Popular Again: Using Life Insurance Trusts to Hedge Against Estate Taxes

January 10, 2022 | Patricia C. Marcin | Trusts & Estates

With the prospect of estate tax exemptions going down and estate tax rates going up, it’s a good time to consider using life insurance as a hedge against potential estate taxes. One way to do that is to add an Irrevocable Life Insurance Trust (ILIT) to your estate plan.

Life insurance proceeds are included in a decedent’s estate for estate tax purposes (assuming the decedent owned the policy). If the proceeds are payable to a spouse or a charity, a deduction equal to the proceeds is permitted, so no estate tax will be due on the proceeds. If the proceeds, however, are payable to anyone else, they will be subject to estate tax if the estate assets, including the proceeds, exceed the estate tax exemption amounts. While the estate tax exemption amounts are currently high – the federal exemption for 2022 is $12.06 million and the New York state exemption is $6.02 million, one must consider the strong possibility that exemption amounts will be reduced and tax rates increased.

One easy way to keep life insurance proceeds out of your estate is to have an ILIT own the policy. You create the ILIT; the beneficiaries and terms of the ILIT, generally, can be whomever and whatever you would like. The trust is irrevocable. If the funding of the ILIT is done properly and certain administrative provisions are followed, the life insurance proceeds will not be taxable upon your death.

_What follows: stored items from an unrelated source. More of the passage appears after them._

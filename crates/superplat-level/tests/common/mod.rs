use superplat_core::test_helpers::run_ticks;
use superplat_level::layout::TileSpec;
use superplat_level::{Level, LevelConfig, LevelEvent, LevelLayout, PlayerInput};

/// Fixed step used by the scenario tests (~60 FPS).
pub const DT: f32 = 0.016;

/// A 20x10 level with a stone floor on row 7 and the player spawning at (2, 5).
pub fn floor_layout() -> LevelLayout {
    LevelLayout::new(20, 10, 16)
        .with_spawn(2, 5)
        .row(0, 20, 7, TileSpec::Stone)
}

pub fn level(layout: LevelLayout) -> Level {
    Level::new(layout, LevelConfig::default())
}

/// Run `ticks` updates with `input` held, collecting every event.
pub fn run(level: &mut Level, ticks: usize, input: PlayerInput) -> Vec<LevelEvent> {
    run_ticks(ticks, DT, |dt| {
        level.set_input(input);
        level.update(dt);
        level.drain_events()
    })
}

/// Let the player drop onto the ground.
pub fn settle(level: &mut Level) -> Vec<LevelEvent> {
    run(level, 60, PlayerInput::default())
}

pub fn jump() -> PlayerInput {
    PlayerInput {
        jump: true,
        ..PlayerInput::default()
    }
}

pub fn walk_right() -> PlayerInput {
    PlayerInput {
        move_dir: 1.0,
        ..PlayerInput::default()
    }
}
use superplat_core::collision::Axis;
use superplat_core::events::EventQueue;
use superplat_core::geometry::Vec2;
use superplat_core::timer::Timer;

use crate::behavior::{Entity, Kind, Motion, Reaction};
use crate::broadphase::{BroadPhase, Handle, Scene};
use crate::config::LevelConfig;
use crate::context::{LevelBounds, TickContext};
use crate::entities::item;
use crate::entities::player::{self, PlayerInput};
use crate::event::{LevelEvent, SizeState};
use crate::layout::LevelLayout;
use crate::physics::{CollisionWorld, apply_physics};
use crate::score::ScoreCollector;
use crate::tile::Tile;

/// One playable level: static tiles, the entity registry, level timers and
/// the per-tick broad-phase cache.
///
/// Entities update in registration order. Anything spawned during a tick joins
/// the registry at the end of it, and destroyed entities are dropped at the
/// same point, so handles stay valid for the whole tick.
#[derive(Debug)]
pub struct Level {
    layout: LevelLayout,
    tiles: Vec<Tile>,
    entities: Vec<Entity>,
    broadphase: BroadPhase,
    ctx: TickContext,
    outbound: EventQueue<LevelEvent>,
    clock: Timer,
    time_left: u32,
    respawn: Timer,
    end: Timer,
    lives: u32,
    reserve: bool,
    closed: bool,
    paused: bool,
}

impl Level {
    pub fn new(layout: LevelLayout, config: LevelConfig) -> Self {
        let tiles = layout.build_tiles();
        let mut entities = layout.build_entities(&config);
        entities.push(player::player(layout.spawn_position(), &config));

        tracing::info!(
            tiles = tiles.len(),
            entities = entities.len(),
            width = layout.bounds().width,
            height = layout.bounds().height,
            "level loaded"
        );

        Self {
            tiles,
            entities,
            broadphase: BroadPhase::new(config.physics.broadphase_neighbors),
            outbound: EventQueue::new(),
            clock: Timer::started(config.time_tick_ms),
            time_left: layout.time_limit,
            respawn: Timer::new(config.respawn_delay_ms),
            end: Timer::new(config.end_delay_ms),
            lives: config.player_lives,
            reserve: false,
            closed: false,
            paused: false,
            ctx: TickContext::new(config, layout.bounds()),
            layout,
        }
    }

    /// Advance the level by `dt` seconds.
    ///
    /// `dt` is clamped to the configured frame-time ceiling; a non-finite `dt`
    /// counts as zero.
    pub fn update(&mut self, dt: f32) {
        if self.paused {
            return;
        }
        let dt = if dt.is_finite() { dt } else { 0.0 };
        let dt = dt.clamp(0.0, self.ctx.config.max_frame_time().as_secs_f32());
        self.ctx.dt = dt;

        self.update_timers(dt);

        for i in 0..self.entities.len() {
            let (behavior, actor) = self.entities[i].split();
            let motion = behavior.update(actor, &mut self.ctx);
            if motion == Motion::Integrate && !self.entities[i].body.is_destroyed() {
                let mut scene = self.scene();
                apply_physics(&mut scene, Handle::Entity(i), dt);
            }
            let entity = &mut self.entities[i];
            let (behavior, actor) = entity.split();
            behavior.after_physics(actor, &mut self.ctx);
            entity.animations.update(dt);
        }

        self.handle_events();
        self.entities.extend(self.ctx.take_spawned());
        self.entities.retain(|e| !e.body.is_destroyed());
        self.broadphase.clear();
        self.ctx.input.jump = false;
    }

    fn scene(&mut self) -> Scene<'_> {
        Scene {
            tiles: &self.tiles,
            entities: &mut self.entities,
            broadphase: &mut self.broadphase,
            ctx: &mut self.ctx,
        }
    }

    fn update_timers(&mut self, dt: f32) {
        if self.clock.update(dt) {
            self.time_left = self.time_left.saturating_sub(1);
            if self.time_left == 0 {
                tracing::info!("time up");
                self.ctx.emit(LevelEvent::TimeUp);
            } else {
                self.clock.start();
            }
        }
        if self.respawn.update(dt) {
            self.respawn_player();
        }
        if self.end.update(dt) {
            self.ctx.emit(LevelEvent::LevelComplete);
        }
    }

    /// Handle this tick's events, then pass them on. Handling can raise more
    /// events (a respawn reports a size change); those are handled too.
    fn handle_events(&mut self) {
        loop {
            let events = self.ctx.drain_events();
            if events.is_empty() {
                break;
            }
            for event in events {
                self.handle(event);
                self.outbound.push(event);
            }
        }
    }

    fn handle(&mut self, event: LevelEvent) {
        match event {
            LevelEvent::PlayerDied { lives_left } => {
                self.lives = lives_left;
                self.respawn.reset();
                self.respawn.start();
            },
            LevelEvent::LevelClosed => {
                self.closed = true;
                self.clock.stop();
                self.react_player(Reaction::Celebrate);
                self.end.reset();
                self.end.start();
            },
            LevelEvent::TimeUp => self.clock.stop(),
            LevelEvent::PowerUpStored => self.reserve = true,
            LevelEvent::SizeChanged(SizeState::Small) if self.reserve => {
                let x = self.player().map_or(0.0, |p| p.body.position.x);
                self.drop_power_up(Vec2::new(x, 0.0));
            },
            _ => {},
        }
    }

    fn respawn_player(&mut self) {
        if self.lives == 0 {
            tracing::info!("game over");
            self.ctx.emit(LevelEvent::GameOver);
            return;
        }
        let Some(index) = self.player_index() else {
            return;
        };
        tracing::info!(lives = self.lives, "restarting level");

        let player = self.entities.swap_remove(index);
        self.entities = self.layout.build_entities(&self.ctx.config);
        self.entities.push(player);
        self.ctx.take_spawned();
        self.ctx.score.reset();
        self.time_left = self.layout.time_limit;
        self.clock.reset();
        self.clock.start();
        self.broadphase.clear();

        let at = self.layout.spawn_position();
        self.react_player(Reaction::Respawn { at });
    }

    fn react_player(&mut self, reaction: Reaction) {
        let Some(index) = self.player_index() else {
            return;
        };
        let (behavior, actor) = self.entities[index].split();
        behavior.react(actor, reaction, &mut self.ctx);
    }

    fn player_index(&self) -> Option<usize> {
        self.entities.iter().position(|e| e.kind() == Kind::Player)
    }

    /// Queue an entity; it joins the level at the end of the current tick.
    pub fn add_entity(&mut self, entity: Entity) {
        self.ctx.spawn(entity);
    }

    /// Release the stored power-up, falling in at `at`.
    pub fn drop_power_up(&mut self, at: Vec2) {
        self.reserve = false;
        let power_up = item::dropped_power_up(at, &self.ctx.config);
        self.add_entity(power_up);
    }

    /// Run a broad-phase test for one body outside the regular update.
    pub fn test_collisions(&mut self, handle: Handle, axis: Axis) {
        let mut scene = self.scene();
        scene.test_collisions(handle, axis);
        self.broadphase.clear();
    }

    pub fn set_input(&mut self, input: PlayerInput) {
        self.ctx.input = input.sanitized();
    }

    pub fn set_paused(&mut self, paused: bool) {
        self.paused = paused;
    }

    /// Events raised since the last call, oldest first.
    pub fn drain_events(&mut self) -> Vec<LevelEvent> {
        self.outbound.drain().collect()
    }

    pub fn gravity(&self) -> f32 {
        self.ctx.gravity()
    }

    pub fn bounds(&self) -> LevelBounds {
        self.ctx.bounds
    }

    pub fn config(&self) -> &LevelConfig {
        &self.ctx.config
    }

    pub fn score(&self) -> &ScoreCollector {
        &self.ctx.score
    }

    pub fn tiles(&self) -> &[Tile] {
        &self.tiles
    }

    pub fn entities(&self) -> &[Entity] {
        &self.entities
    }

    pub fn player(&self) -> Option<&Entity> {
        self.player_index().map(|i| &self.entities[i])
    }

    pub fn time_left(&self) -> u32 {
        self.time_left
    }

    pub fn lives(&self) -> u32 {
        self.lives
    }

    pub fn has_reserve(&self) -> bool {
        self.reserve
    }

    pub fn is_closed(&self) -> bool {
        self.closed
    }
}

Life insurance is purchased for many reasons, including to protect loved ones, to pay for estate taxes and to equalize bequests to children (ex., one child gets the $5 million business and the other gets $5 million in life insurance proceeds). If you are single, have a $5 million business and $5 million of life insurance that you individually own, your estate tax bill is computed on $10 million, thereby subjecting your estate to New York estate tax in 2021 on $4.07 million (resulting in over $1 million in NY estate taxes). If the life insurance had been held in an ILIT, your New York tax bill would have been computed on $5 million, resulting in $0 New York estate tax in 2021, saving your heirs over $1 million. If the estate tax exemptions go down, the use of an ILIT is even more compelling.

ILITs have some technical rules that your estate planning lawyer can explain to you. Using an ILIT is a simple way to protect your family and lower your estate tax burden during this period of uncertainty.

This article first appeared in the January 2022 issue of Lloyd Harbor Life.